■ **RECORDS SUPPLIED**
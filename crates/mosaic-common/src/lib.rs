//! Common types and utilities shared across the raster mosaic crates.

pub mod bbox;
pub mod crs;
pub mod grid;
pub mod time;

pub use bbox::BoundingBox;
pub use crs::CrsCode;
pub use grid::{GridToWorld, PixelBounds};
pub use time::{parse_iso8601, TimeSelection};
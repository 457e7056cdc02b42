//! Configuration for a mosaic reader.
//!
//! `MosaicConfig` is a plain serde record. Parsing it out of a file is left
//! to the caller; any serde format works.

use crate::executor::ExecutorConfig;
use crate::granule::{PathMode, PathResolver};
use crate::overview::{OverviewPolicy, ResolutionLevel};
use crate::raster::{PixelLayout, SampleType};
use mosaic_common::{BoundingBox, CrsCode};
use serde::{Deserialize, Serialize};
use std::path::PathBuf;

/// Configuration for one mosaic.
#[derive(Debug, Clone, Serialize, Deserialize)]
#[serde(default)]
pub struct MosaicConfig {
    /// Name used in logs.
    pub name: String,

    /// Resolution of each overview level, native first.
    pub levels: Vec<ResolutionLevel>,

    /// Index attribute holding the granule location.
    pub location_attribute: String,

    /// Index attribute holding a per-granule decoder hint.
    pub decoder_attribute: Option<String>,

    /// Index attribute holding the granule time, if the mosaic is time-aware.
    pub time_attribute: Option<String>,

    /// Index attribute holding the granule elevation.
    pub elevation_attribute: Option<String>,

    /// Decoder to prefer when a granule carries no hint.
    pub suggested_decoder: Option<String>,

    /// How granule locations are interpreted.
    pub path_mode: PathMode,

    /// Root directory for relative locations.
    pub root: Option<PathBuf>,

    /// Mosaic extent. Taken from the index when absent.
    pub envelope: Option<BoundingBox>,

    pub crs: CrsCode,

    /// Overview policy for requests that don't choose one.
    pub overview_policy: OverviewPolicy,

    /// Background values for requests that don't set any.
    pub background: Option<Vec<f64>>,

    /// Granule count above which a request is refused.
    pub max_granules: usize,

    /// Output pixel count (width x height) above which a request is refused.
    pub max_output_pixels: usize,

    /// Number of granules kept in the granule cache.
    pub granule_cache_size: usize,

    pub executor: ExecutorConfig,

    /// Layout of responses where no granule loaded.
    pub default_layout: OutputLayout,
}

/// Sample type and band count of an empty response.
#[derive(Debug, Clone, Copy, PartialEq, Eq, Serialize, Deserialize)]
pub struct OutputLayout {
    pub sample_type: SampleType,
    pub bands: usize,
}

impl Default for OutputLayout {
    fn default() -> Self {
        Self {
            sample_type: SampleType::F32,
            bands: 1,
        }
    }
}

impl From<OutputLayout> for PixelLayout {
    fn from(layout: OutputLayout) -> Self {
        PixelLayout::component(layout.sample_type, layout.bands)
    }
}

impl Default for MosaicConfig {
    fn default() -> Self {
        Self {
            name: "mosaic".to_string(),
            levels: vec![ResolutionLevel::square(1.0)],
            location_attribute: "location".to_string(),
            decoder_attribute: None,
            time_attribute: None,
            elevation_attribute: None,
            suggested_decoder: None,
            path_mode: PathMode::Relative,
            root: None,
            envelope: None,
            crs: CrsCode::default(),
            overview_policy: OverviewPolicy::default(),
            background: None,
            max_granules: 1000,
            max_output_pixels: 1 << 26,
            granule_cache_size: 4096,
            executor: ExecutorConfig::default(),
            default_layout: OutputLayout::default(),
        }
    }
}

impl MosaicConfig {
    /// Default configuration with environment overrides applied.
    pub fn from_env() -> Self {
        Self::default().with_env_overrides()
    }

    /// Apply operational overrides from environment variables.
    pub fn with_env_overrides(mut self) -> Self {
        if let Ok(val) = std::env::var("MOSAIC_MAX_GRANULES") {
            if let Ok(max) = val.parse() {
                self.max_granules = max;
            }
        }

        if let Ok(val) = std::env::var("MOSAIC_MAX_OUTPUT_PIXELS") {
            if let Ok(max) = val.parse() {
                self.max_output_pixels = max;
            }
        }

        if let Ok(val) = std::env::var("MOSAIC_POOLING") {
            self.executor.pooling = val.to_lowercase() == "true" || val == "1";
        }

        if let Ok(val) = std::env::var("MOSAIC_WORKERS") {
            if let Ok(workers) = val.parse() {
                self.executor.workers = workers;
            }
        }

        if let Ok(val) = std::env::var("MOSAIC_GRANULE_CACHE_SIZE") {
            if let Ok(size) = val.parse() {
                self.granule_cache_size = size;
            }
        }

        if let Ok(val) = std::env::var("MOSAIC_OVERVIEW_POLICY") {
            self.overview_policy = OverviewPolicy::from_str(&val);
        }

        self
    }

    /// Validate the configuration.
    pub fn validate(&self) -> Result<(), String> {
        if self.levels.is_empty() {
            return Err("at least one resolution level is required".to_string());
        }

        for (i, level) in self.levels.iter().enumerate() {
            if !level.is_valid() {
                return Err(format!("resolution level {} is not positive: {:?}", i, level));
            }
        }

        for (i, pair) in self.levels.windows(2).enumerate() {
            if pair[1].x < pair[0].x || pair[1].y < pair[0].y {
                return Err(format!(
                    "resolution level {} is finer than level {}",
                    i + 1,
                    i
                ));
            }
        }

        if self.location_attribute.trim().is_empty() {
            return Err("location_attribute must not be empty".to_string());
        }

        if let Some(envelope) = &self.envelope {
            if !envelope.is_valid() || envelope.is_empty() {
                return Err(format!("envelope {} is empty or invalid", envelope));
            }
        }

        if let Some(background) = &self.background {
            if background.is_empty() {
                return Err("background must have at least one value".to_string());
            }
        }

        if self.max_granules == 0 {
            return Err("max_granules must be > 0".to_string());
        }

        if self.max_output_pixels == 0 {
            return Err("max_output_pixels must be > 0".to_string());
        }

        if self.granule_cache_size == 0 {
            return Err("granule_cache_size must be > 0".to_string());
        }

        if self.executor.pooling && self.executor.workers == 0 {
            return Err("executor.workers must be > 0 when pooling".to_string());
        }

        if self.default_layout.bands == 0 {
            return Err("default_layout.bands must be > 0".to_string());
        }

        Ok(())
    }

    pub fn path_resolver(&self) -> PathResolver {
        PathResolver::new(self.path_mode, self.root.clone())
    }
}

■ **WHAT TO WORK ON**
Go through the data above and find the lines with the word "PathBuf". Copy each of those lines.

■ **RESPONSE BELOW**
use std::path::PathBuf;
    pub root: Option<PathBuf>,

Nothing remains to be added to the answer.